Eastern Bluebird (sialia Sialis): Species Accounts



Physical characteristics: Eastern bluebirds have a length of 5.4 to 7.1 inches (13.9 to 17.8 centimeters). The adult male has a bright blue head and upperparts. Its throat, the sides of its neck, and its breast and flanks are colored orange, with a white belly. Females are duller blue with a crown and back that is gray in tone. Its eyes have white rings around them. Also in the female, the throat, breast, and sides are browner in color compared to the male's orange. Young birds tend to have gray-brown upperparts with white spotting on the back, as well as a brown chest with white scalloping, wings and tail that are blue in tint, with a white belly and undertail feathers.



Eastern bluebirds nest in tree cavities. If a female has a second set of chicks during the breeding season, the male takes care of the first set until they're ready to leave the nest. (Laura Riley/Bruce Coleman Inc. Reproduced by permission.)

Geographic range: The Eastern bluebird can be found in eastern North America, as far north as Hudson Bay, as far west as Arizona and the Rocky Mountains, and south to Bermuda, Florida, and central Mexico.

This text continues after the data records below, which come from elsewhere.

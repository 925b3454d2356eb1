//! Cluster Client Adapters
//!
//! Provides implementations of the cluster client port:
//! - In-memory: deterministic simulation for tests and dry runs
//! - REST: JSON cluster-management API

pub mod memory;
pub mod rest;

pub use memory::*;
pub use rest::*;

use crate::config::Config;
use crate::domain::ports::ClusterClientRef;
use crate::error::{Error, Result};
use std::sync::Arc;
use tracing::info;

/// Factory for creating cluster clients
pub struct ClusterClientFactory;

impl ClusterClientFactory {
    /// Connect to the management API named in the configuration
    pub async fn connect(config: &Config) -> Result<ClusterClientRef> {
        let endpoint = config.connection.endpoint.clone().ok_or_else(|| {
            Error::Configuration("connection.endpoint is required without --simulate".into())
        })?;
        let token = std::env::var(&config.connection.token_env).ok();
        if token.is_none() {
            info!(
                "{} is not set; connecting without a session token",
                config.connection.token_env
            );
        }

        let client = RestClusterClient::connect(RestClusterConfig {
            endpoint,
            token,
            timeout: config.connection_timeout(),
            accept_invalid_certs: config.connection.accept_invalid_certs,
        })
        .await?;

        Ok(Arc::new(client))
    }

    /// Build a simulated cluster from a seed
    pub fn simulated(seed: ClusterSeed) -> Arc<InMemoryCluster> {
        Arc::new(InMemoryCluster::from_seed(seed))
    }
}
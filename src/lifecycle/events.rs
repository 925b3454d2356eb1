//! Lifecycle Events
//!
//! Structured status events published while a run progresses, for a
//! presentation layer to render.

use crate::classification::VmCategory;
use crate::domain::ports::{Direction, OperationKind};
use crate::lifecycle::phase::PhaseState;
use crate::lifecycle::report::HostOutcome;
use crate::lifecycle::tracker::OperationState;
use serde::{Deserialize, Serialize};
use tokio::sync::broadcast;
use tracing::trace;

/// Capacity of the event channel
pub const EVENT_CHANNEL_CAPACITY: usize = 1024;

/// Events emitted by the lifecycle orchestrator
#[derive(Debug, Clone, Serialize, Deserialize)]
#[serde(tag = "event", rename_all = "snake_case")]
pub enum LifecycleEvent {
    RunStarted {
        direction: Direction,
        cluster: String,
    },

    SnapshotTaken {
        hosts: usize,
        vms: usize,
    },

    PhaseStarted {
        direction: Direction,
        category: VmCategory,
        members: usize,
    },

    PhaseStateChanged {
        category: VmCategory,
        state: PhaseState,
    },

    OperationFinished {
        target: String,
        kind: OperationKind,
        state: OperationState,
        error: Option<String>,
    },

    ForceStopIssued {
        category: VmCategory,
        targets: Vec<String>,
    },

    PhaseCompleted {
        category: VmCategory,
        attempted: usize,
        succeeded: usize,
        forced: usize,
        failed: Vec<String>,
    },

    GraceDelay {
        after: VmCategory,
        secs: u64,
    },

    HostTransition {
        outcome: HostOutcome,
    },

    RunCompleted {
        direction: Direction,
        success: bool,
        cancelled: bool,
    },
}

impl LifecycleEvent {
    /// Category the event belongs to, for phase-scoped events
    pub fn category(&self) -> Option<&VmCategory> {
        match self {
            LifecycleEvent::PhaseStarted { category, .. }
            | LifecycleEvent::PhaseStateChanged { category, .. }
            | LifecycleEvent::ForceStopIssued { category, .. }
            | LifecycleEvent::PhaseCompleted { category, .. } => Some(category),
            LifecycleEvent::GraceDelay { after, .. } => Some(after),
            _ => None,
        }
    }
}

/// Sending half of the event channel
#[derive(Debug, Clone)]
pub struct EventSink {
    tx: broadcast::Sender<LifecycleEvent>,
}

impl EventSink {
    pub fn new() -> Self {
        let (tx, _) = broadcast::channel(EVENT_CHANNEL_CAPACITY);
        Self { tx }
    }

    pub fn subscribe(&self) -> broadcast::Receiver<LifecycleEvent> {
        self.tx.subscribe()
    }

    /// Publish an event; having no subscribers is fine
    pub fn emit(&self, event: LifecycleEvent) {
        trace!(
            category = event.category().map(VmCategory::id),
            "status event: {:?}",
            event
        );
        let _ = self.tx.send(event);
    }
}

impl Default for EventSink {
    fn default() -> Self {
        Self::new()
    }
}

#[cfg(test)]
mod tests {
    use super::*;

    #[test]
    fn test_event_category() {
        let event = LifecycleEvent::GraceDelay {
            after: VmCategory::Priority,
            secs: 60,
        };
        assert_eq!(event.category(), Some(&VmCategory::Priority));

        let event = LifecycleEvent::SnapshotTaken { hosts: 3, vms: 11 };
        assert!(event.category().is_none());
    }

    #[tokio::test]
    async fn test_sink_delivers_to_subscribers() {
        let sink = EventSink::new();
        sink.emit(LifecycleEvent::SnapshotTaken { hosts: 1, vms: 1 });

        let mut rx = sink.subscribe();
        sink.emit(LifecycleEvent::RunCompleted {
            direction: Direction::Startup,
            success: true,
            cancelled: false,
        });

        let event = rx.recv().await.unwrap();
        assert!(matches!(event, LifecycleEvent::RunCompleted { success: true, .. }));
    }
}
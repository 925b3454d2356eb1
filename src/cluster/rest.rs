//! REST Cluster Adapter
//!
//! Talks to a JSON cluster-management API over HTTPS using a pre-issued
//! session token. Endpoints:
//!
//! | Call                 | Route                                   |
//! |----------------------|-----------------------------------------|
//! | session probe        | `GET  /api/v1/session`                  |
//! | list hosts           | `GET  /api/v1/clusters/{cluster}/hosts` |
//! | list VMs             | `GET  /api/v1/clusters/{cluster}/vms`   |
//! | get host             | `GET  /api/v1/hosts/{host}`             |
//! | VM power operation   | `POST /api/v1/vms/{vm}/power`           |
//! | task state           | `GET  /api/v1/tasks/{task}`             |
//! | host maintenance     | `POST /api/v1/hosts/{host}/maintenance` |
//! | host power-off       | `POST /api/v1/hosts/{host}/power-off`   |

use crate::domain::ports::{
    ClusterClient, ClusterRef, HostInfo, MaintenanceTransition, MigrationMode, OperationHandle,
    RemoteOperationState, VmInfo, VmOperation,
};
use crate::error::{Error, Result};
use async_trait::async_trait;
use backoff::ExponentialBackoffBuilder;
use reqwest::{Response, StatusCode};
use serde::de::DeserializeOwned;
use serde::{Deserialize, Serialize};
use std::time::Duration;
use tracing::{debug, info, warn};

// =============================================================================
// Configuration
// =============================================================================

/// Configuration for the REST adapter
#[derive(Debug, Clone)]
pub struct RestClusterConfig {
    /// Base URL, e.g. `https://vcenter.example.net`
    pub endpoint: String,
    /// Bearer token for an already-authenticated session
    pub token: Option<String>,
    /// Per-request and connect-probe timeout
    pub timeout: Duration,
    /// Accept self-signed certificates
    pub accept_invalid_certs: bool,
}

// =============================================================================
// Wire Types
// =============================================================================

#[derive(Debug, Deserialize)]
struct TaskRef {
    task_id: String,
}

#[derive(Debug, Deserialize)]
struct SessionInfo {
    #[serde(default)]
    user: Option<String>,
}

#[derive(Debug, Serialize)]
struct PowerRequest {
    operation: VmOperation,
}

#[derive(Debug, Serialize)]
struct MaintenanceRequest {
    transition: MaintenanceTransition,
    migration_mode: MigrationMode,
}

// =============================================================================
// REST Client
// =============================================================================

/// Cluster client backed by the management REST API
pub struct RestClusterClient {
    http: reqwest::Client,
    base: String,
    token: Option<String>,
    timeout: Duration,
}

impl RestClusterClient {
    /// Create a client without contacting the API
    pub fn new(config: RestClusterConfig) -> Result<Self> {
        let http = reqwest::Client::builder()
            .timeout(config.timeout)
            .danger_accept_invalid_certs(config.accept_invalid_certs)
            .build()
            .map_err(|e| Error::Configuration(format!("Invalid HTTP client settings: {}", e)))?;

        Ok(Self {
            http,
            base: config.endpoint.trim_end_matches('/').to_string(),
            token: config.token,
            timeout: config.timeout,
        })
    }

    /// Create a client and verify the session, retrying transient failures
    pub async fn connect(config: RestClusterConfig) -> Result<Self> {
        let client = Self::new(config)?;
        client.probe().await?;
        Ok(client)
    }

    async fn probe(&self) -> Result<()> {
        let policy = ExponentialBackoffBuilder::new()
            .with_initial_interval(Duration::from_millis(500))
            .with_max_elapsed_time(Some(self.timeout))
            .build();

        let session: SessionInfo = backoff::future::retry(policy, || async move {
            self.get_json("/api/v1/session", || Error::Connection("session endpoint missing".into()))
                .await
                .map_err(|e| {
                    if e.is_transient() {
                        warn!("Cluster API not reachable yet: {}", e);
                        backoff::Error::transient(e)
                    } else {
                        backoff::Error::permanent(e)
                    }
                })
        })
        .await?;

        info!(
            "Connected to cluster API at {} as {}",
            self.base,
            session.user.as_deref().unwrap_or("<token>")
        );
        Ok(())
    }

    fn url(&self, path: &str) -> String {
        format!("{}{}", self.base, path)
    }

    fn request(&self, builder: reqwest::RequestBuilder) -> reqwest::RequestBuilder {
        match &self.token {
            Some(token) => builder.bearer_auth(token),
            None => builder,
        }
    }

    async fn get_json<T, F>(&self, path: &str, not_found: F) -> Result<T>
    where
        T: DeserializeOwned,
        F: FnOnce() -> Error,
    {
        debug!("GET {}", path);
        let response = self
            .request(self.http.get(self.url(path)))
            .send()
            .await
            .map_err(transport_error)?;
        let response = check_status(response, not_found).await?;
        response.json().await.map_err(transport_error)
    }

    async fn post_json<B, T, F>(&self, path: &str, body: &B, not_found: F) -> Result<T>
    where
        B: Serialize + ?Sized,
        T: DeserializeOwned,
        F: FnOnce() -> Error,
    {
        debug!("POST {}", path);
        let response = self
            .request(self.http.post(self.url(path)))
            .json(body)
            .send()
            .await
            .map_err(transport_error)?;
        let response = check_status(response, not_found).await?;
        response.json().await.map_err(transport_error)
    }
}

fn transport_error(e: reqwest::Error) -> Error {
    if e.is_connect() || e.is_timeout() {
        Error::Connection(e.to_string())
    } else {
        Error::Http(e)
    }
}

async fn check_status<F>(response: Response, not_found: F) -> Result<Response>
where
    F: FnOnce() -> Error,
{
    let status = response.status();
    if status.is_success() {
        return Ok(response);
    }

    let body = response.text().await.unwrap_or_default();
    match status {
        StatusCode::NOT_FOUND => Err(not_found()),
        StatusCode::UNAUTHORIZED | StatusCode::FORBIDDEN => Err(Error::Connection(format!(
            "session rejected ({}): {}",
            status, body
        ))),
        s if s.is_server_error() => Err(Error::Connection(format!("server error {}: {}", s, body))),
        s => Err(Error::Internal(format!("unexpected response {}: {}", s, body))),
    }
}

fn segment(s: &str) -> String {
    urlencoding::encode(s).into_owned()
}

fn not_found(kind: &'static str, name: &str) -> impl FnOnce() -> Error {
    let name = name.to_string();
    move || Error::NotFound {
        kind: kind.to_string(),
        name,
    }
}

#[async_trait]
impl ClusterClient for RestClusterClient {
    async fn list_hosts(&self, cluster: &ClusterRef) -> Result<Vec<HostInfo>> {
        let path = format!("/api/v1/clusters/{}/hosts", segment(cluster.name()));
        self.get_json(&path, || Error::ClusterNotFound {
            cluster: cluster.name().to_string(),
        })
        .await
    }

    async fn list_vms(&self, cluster: &ClusterRef) -> Result<Vec<VmInfo>> {
        let path = format!("/api/v1/clusters/{}/vms", segment(cluster.name()));
        self.get_json(&path, || Error::ClusterNotFound {
            cluster: cluster.name().to_string(),
        })
        .await
    }

    async fn get_host(&self, name: &str) -> Result<HostInfo> {
        let path = format!("/api/v1/hosts/{}", segment(name));
        self.get_json(&path, not_found("HostSystem", name)).await
    }

    async fn launch_vm_operation(&self, vm: &str, op: VmOperation) -> Result<OperationHandle> {
        let path = format!("/api/v1/vms/{}/power", segment(vm));
        let task: TaskRef = self
            .post_json(&path, &PowerRequest { operation: op }, not_found("VirtualMachine", vm))
            .await?;
        Ok(OperationHandle(task.task_id))
    }

    async fn poll_operation(&self, handle: &OperationHandle) -> Result<RemoteOperationState> {
        let path = format!("/api/v1/tasks/{}", segment(handle.as_str()));
        self.get_json(&path, not_found("Task", handle.as_str())).await
    }

    async fn set_host_maintenance(
        &self,
        host: &str,
        transition: MaintenanceTransition,
        migration: MigrationMode,
    ) -> Result<OperationHandle> {
        let path = format!("/api/v1/hosts/{}/maintenance", segment(host));
        let body = MaintenanceRequest {
            transition,
            migration_mode: migration,
        };
        let task: TaskRef = self
            .post_json(&path, &body, not_found("HostSystem", host))
            .await?;
        Ok(OperationHandle(task.task_id))
    }

    async fn power_off_host(&self, host: &str) -> Result<OperationHandle> {
        let path = format!("/api/v1/hosts/{}/power-off", segment(host));
        let task: TaskRef = self
            .post_json(&path, &serde_json::json!({}), not_found("HostSystem", host))
            .await?;
        Ok(OperationHandle(task.task_id))
    }

    fn client_name(&self) -> &str {
        "rest"
    }
}

#[cfg(test)]
mod tests {
    use super::*;
    use assert_matches::assert_matches;

    fn config(endpoint: &str) -> RestClusterConfig {
        RestClusterConfig {
            endpoint: endpoint.to_string(),
            token: Some("secret".into()),
            timeout: Duration::from_millis(200),
            accept_invalid_certs: false,
        }
    }

    #[test]
    fn test_url_building() {
        let client = RestClusterClient::new(config("https://vc.example.net/")).unwrap();
        assert_eq!(
            client.url("/api/v1/session"),
            "https://vc.example.net/api/v1/session"
        );
        assert_eq!(segment("web 01/a"), "web%2001%2Fa");
    }

    #[test]
    fn test_request_bodies() {
        let body = serde_json::to_value(PowerRequest {
            operation: VmOperation::ShutdownGuest,
        })
        .unwrap();
        assert_eq!(body["operation"], "shutdown_guest");

        let body = serde_json::to_value(MaintenanceRequest {
            transition: MaintenanceTransition::Enter,
            migration_mode: MigrationMode::EnsureAccessibility,
        })
        .unwrap();
        assert_eq!(body["transition"], "enter");
        assert_eq!(body["migration_mode"], "ensure_accessibility");
    }

    #[tokio::test]
    async fn test_connect_refused_is_connection_error() {
        // Port 9 (discard) is closed on test hosts
        let result = RestClusterClient::connect(config("http://127.0.0.1:9")).await;
        assert_matches!(result.err(), Some(e) if e.is_fatal());
    }
}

Habitat: The Eastern bluebird prefers the comforts of forest edges, open woodlands, farmland edges, or meadows, avoiding densely wooded or highly populated areas.


Diet: Eastern bluebirds are omnivores. In winter they eat fruit, particularly berries. Throughout the rest of the year they prefer eating insects, earthworms, snails, and other invertebrates.


Behavior and reproduction: Eastern bluebirds tend to group in pairs of families, and perch upright on exposed branches or at the tops of trees. In the winter they tend to be very sociable and form large flocks, roosting communally. They look for food on the ground, in foliage, or even in the air.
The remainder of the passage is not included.